The World's Greatest Books — Volume 10 — Lives and Letters eBook

This eBook from the Gutenberg Project consists of approximately 386 pages of information about The World's Greatest Books — Volume 10 — Lives and Letters.

The World's Greatest Books — Volume 10 — Lives and Letters eBook

This eBook from the Gutenberg Project consists of approximately 386 pages of information about The World's Greatest Books — Volume 10 — Lives and Letters.
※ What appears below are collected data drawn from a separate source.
//! Adaptive per-slot delay (auto-throttle).
//!
//! The governor only *computes* and *reports* the delay for each slot; the
//! host engine is responsible for actually spacing requests with it.
//!
//! For every response with a measured latency:
//!
//! ```text
//! target = latency / target_concurrency
//! next   = max(target, (current + target) / 2)        clamped to [download_delay, max_delay]
//! ```
//!
//! A non-2xx response may raise the delay but never lower it, so error
//! pages that come back fast don't speed the crawl up.
//!
//! # Example
//!
//! ```rust
//! use std::sync::Arc;
//! use std::time::Duration;
//! use jobhunter_core::config::ThrottleConfig;
//! use jobhunter_core::metrics::TracingMetrics;
//! use jobhunter_core::slots::SlotRegistry;
//! use jobhunter_core::throttle::RateGovernor;
//!
//! let config = ThrottleConfig::default();
//! let slots = SlotRegistry::new(RateGovernor::initial_delay(&config));
//! let governor = RateGovernor::new(config, slots, Arc::new(TracingMetrics));
//! let delay = governor.observe("remoteok.com", Duration::from_millis(800), 200);
//! assert!(delay >= Duration::from_secs(1));
//! ```

use std::sync::Arc;
use std::time::Duration;

use crate::config::ThrottleConfig;
use crate::metrics::{self, MetricsSink};
use crate::slots::SlotRegistry;

#[derive(Clone)]
pub struct RateGovernor {
    config: ThrottleConfig,
    slots: SlotRegistry,
    metrics: Arc<dyn MetricsSink>,
}

impl RateGovernor {
    pub fn new(config: ThrottleConfig, slots: SlotRegistry, metrics: Arc<dyn MetricsSink>) -> Self {
        Self {
            config,
            slots,
            metrics,
        }
    }

    /// Delay a slot starts with before any observation.
    pub fn initial_delay(config: &ThrottleConfig) -> Duration {
        std::cmp::max(config.start_delay, config.download_delay)
    }

    /// Feed one response latency into the control loop for `slot`.
    ///
    /// Returns the slot's delay after the update and reports it as a gauge.
    pub fn observe(&self, slot: &str, latency: Duration, status: u16) -> Duration {
        let next = self.slots.update(slot, |state| {
            let proposed = self.next_delay(state.current_delay, latency);
            let success = (200..300).contains(&status);
            if success || proposed > state.current_delay {
                state.current_delay = proposed;
            }
            state.current_delay
        });

        tracing::trace!(
            %slot,
            latency_ms = latency.as_millis() as u64,
            status,
            delay_ms = next.as_millis() as u64,
            "Slot delay updated"
        );
        self.metrics
            .set_gauge(metrics::SLOT_DELAY, &[("slot", slot)], next.as_secs_f64());
        next
    }

    /// Current delay for `slot`, or the initial delay if it was never observed.
    pub fn current_delay(&self, slot: &str) -> Duration {
        self.slots
            .get(slot)
            .map(|s| s.current_delay)
            .unwrap_or_else(|| Self::initial_delay(&self.config))
    }

    /// `(slot, delay)` for every known slot, sorted by slot.
    pub fn slot_delays(&self) -> Vec<(String, Duration)> {
        self.slots
            .keys()
            .into_iter()
            .map(|slot| {
                let delay = self.current_delay(&slot);
                (slot, delay)
            })
            .collect()
    }

    fn next_delay(&self, current: Duration, latency: Duration) -> Duration {
        let target = latency.as_secs_f64() / self.config.target_concurrency;
        let averaged = (current.as_secs_f64() + target) / 2.0;
        let next = target.max(averaged);

        let min = self.config.download_delay.as_secs_f64();
        let max = self.config.max_delay.as_secs_f64().max(min);
        // A non-finite ratio keeps the current delay.
        Duration::try_from_secs_f64(next.clamp(min, max)).unwrap_or(current)
    }
}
But this very versatility, which renders it so difficult to fix the fairy fabric of his character, is itself the clue to whatever was most dazzling in his might, or startling in his levity, or most attractive or most repellent in his life and genius.  A variety of powers almost boundless, and a pride no less vast in displaying them; an unusual susceptibility and an uncontrolled impetuosity—­such were the two great sources of all that varied spectacle of his life—­unchecked feeling and dominant self-will.

Great versatility of power will hardly be found without a tendency to versatility of principle.  Byron was fully aware, not only of this characteristic quality of his nature, but also of its danger to singleness of character; and this consciousness had the effect of keeping him in a general line of consistency, throughout life, on certain great subjects, and helped him to preserve unbroken the greater number of his personal attachments.  But, except in some few respects, he gave way to his versatile humour without scruple or check; and it was impossible but that such a range of will and power should be abused.  Is it to be wondered at that in the works of one thus gifted and carried away we should find, without any design of corrupting on his side, evil too often invested with a grandeur which belongs intrinsically but to good?

Nay, it will be found that even the strength and impressiveness of Byron’s poetry is sometimes injured by a capricious and desultory quality due to this very pliancy of mind.  It may be questioned whether a concentration of his powers would not have afforded a grander result.  It may be that, if Lord Byron had not been so actively versatile, he would have been, not less wonderful, but more great.

Again, this love of variety was one of the most pervading weaknesses, not only to his poetry, but of his life.  The pride of personating every kind of character, evil as well as good, influenced his ambition and his conduct; and to such a perverse length did he carry this fancy for self-defamation that, if there was any tendency to mental derangement, it was in this point that it manifested itself.  I have known him more than once, as we have sat together, to throw out dark hints of his past life with an air of gloom and mystery designed to awaken interest; and I have little doubt that, to produce effect at the moment, there is hardly any crime so dark or so desperate of which, in the excitement of acting upon the imaginations of others, he would not have hinted that he had been guilty.  It has sometimes occurred to me that the occult cause of his lady’s separation from him may have been nothing more, after all, than some imposture of this kind, some dim confession of undefined horror.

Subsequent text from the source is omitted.